» **TASK ITEM**: Write out exactly the lines from the first line of the records below through the line that contains "use crate::types::ExtractionRecord;", and stop there.

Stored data

================

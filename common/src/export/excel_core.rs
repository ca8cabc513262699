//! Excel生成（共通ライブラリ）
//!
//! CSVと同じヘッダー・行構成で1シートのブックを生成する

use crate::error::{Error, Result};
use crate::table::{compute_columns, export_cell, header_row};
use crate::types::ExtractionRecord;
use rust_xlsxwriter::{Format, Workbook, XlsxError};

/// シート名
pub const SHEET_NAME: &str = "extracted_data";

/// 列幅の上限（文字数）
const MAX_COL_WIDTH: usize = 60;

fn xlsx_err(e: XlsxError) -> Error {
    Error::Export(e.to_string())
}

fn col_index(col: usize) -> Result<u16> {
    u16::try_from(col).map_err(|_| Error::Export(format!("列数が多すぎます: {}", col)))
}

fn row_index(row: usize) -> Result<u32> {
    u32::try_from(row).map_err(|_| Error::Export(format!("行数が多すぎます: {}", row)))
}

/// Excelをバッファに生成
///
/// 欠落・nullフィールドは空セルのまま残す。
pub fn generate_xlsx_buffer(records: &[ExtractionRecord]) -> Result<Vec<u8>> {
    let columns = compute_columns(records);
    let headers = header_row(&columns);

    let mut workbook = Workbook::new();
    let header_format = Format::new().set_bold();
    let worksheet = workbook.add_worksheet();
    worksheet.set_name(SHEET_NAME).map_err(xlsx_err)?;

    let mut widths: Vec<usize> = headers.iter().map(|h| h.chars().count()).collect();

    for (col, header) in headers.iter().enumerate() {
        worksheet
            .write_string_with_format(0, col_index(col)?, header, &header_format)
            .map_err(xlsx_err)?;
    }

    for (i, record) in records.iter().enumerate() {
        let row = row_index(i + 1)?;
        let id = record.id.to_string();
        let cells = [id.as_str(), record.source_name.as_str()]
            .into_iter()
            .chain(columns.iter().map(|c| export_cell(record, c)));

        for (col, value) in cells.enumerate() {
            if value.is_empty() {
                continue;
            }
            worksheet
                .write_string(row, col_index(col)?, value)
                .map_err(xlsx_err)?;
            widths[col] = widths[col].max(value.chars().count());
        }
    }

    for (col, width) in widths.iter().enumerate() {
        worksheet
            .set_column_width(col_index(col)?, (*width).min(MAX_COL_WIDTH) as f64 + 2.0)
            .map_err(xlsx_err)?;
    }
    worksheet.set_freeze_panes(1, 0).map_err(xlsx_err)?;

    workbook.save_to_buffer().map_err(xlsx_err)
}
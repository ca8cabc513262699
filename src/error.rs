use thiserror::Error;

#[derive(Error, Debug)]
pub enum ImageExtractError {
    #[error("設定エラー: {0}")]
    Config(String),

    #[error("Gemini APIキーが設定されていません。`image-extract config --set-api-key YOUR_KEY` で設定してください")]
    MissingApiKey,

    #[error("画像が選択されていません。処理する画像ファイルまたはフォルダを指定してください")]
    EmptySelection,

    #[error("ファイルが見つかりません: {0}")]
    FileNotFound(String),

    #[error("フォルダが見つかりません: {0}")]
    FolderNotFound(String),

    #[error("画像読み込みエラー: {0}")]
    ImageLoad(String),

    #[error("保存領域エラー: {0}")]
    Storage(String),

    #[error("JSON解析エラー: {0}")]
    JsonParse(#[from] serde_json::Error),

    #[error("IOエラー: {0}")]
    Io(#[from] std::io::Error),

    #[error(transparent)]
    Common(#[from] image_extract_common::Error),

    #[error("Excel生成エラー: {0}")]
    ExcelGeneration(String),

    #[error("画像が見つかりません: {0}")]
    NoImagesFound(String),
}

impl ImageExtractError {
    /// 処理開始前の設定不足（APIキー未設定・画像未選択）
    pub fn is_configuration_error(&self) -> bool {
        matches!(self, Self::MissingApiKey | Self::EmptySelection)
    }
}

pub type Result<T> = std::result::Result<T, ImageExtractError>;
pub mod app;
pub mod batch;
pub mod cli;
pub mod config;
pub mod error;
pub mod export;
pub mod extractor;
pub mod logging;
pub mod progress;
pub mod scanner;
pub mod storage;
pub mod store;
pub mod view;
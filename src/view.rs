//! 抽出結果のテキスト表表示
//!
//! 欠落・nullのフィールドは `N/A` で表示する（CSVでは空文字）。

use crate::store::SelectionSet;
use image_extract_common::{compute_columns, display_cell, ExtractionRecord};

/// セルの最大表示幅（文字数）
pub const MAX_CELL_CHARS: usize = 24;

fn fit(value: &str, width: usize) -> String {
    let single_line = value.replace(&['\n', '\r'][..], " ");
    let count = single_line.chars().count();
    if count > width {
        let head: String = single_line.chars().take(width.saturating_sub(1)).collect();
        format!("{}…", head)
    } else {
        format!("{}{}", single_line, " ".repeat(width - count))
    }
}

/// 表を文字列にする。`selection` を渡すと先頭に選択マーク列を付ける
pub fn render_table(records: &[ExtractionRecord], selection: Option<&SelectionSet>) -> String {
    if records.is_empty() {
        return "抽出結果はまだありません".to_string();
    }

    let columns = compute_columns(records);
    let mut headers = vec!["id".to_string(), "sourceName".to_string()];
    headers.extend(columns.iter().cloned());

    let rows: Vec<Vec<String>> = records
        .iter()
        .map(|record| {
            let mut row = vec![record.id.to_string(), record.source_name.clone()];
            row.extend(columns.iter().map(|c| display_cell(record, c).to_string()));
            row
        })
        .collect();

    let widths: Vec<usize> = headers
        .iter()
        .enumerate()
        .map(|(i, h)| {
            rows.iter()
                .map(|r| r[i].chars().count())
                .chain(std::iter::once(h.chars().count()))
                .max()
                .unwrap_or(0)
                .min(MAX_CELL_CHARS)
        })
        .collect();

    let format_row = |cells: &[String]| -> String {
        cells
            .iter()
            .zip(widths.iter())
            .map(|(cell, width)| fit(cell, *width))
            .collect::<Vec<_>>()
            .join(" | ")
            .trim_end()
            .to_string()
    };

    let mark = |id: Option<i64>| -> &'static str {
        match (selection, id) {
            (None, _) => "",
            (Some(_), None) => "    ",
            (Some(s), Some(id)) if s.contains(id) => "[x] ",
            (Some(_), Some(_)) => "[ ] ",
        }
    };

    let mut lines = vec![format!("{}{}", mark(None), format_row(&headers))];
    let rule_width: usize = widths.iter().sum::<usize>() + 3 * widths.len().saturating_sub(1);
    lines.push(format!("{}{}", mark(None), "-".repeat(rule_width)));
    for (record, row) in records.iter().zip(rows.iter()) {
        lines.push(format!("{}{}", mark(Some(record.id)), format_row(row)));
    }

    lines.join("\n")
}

================

» **ANSWER SPACE**:
filename common/src/export/excel_core.rs
repository ca8cabc513262699
//! Excel生成（共通ライブラリ）
//!
//! CSVと同じヘッダー・行構成で1シートのブックを生成する

use crate::error::{Error, Result};
use crate::table::{compute_columns, export_cell, header_row};
use crate::types::ExtractionRecord;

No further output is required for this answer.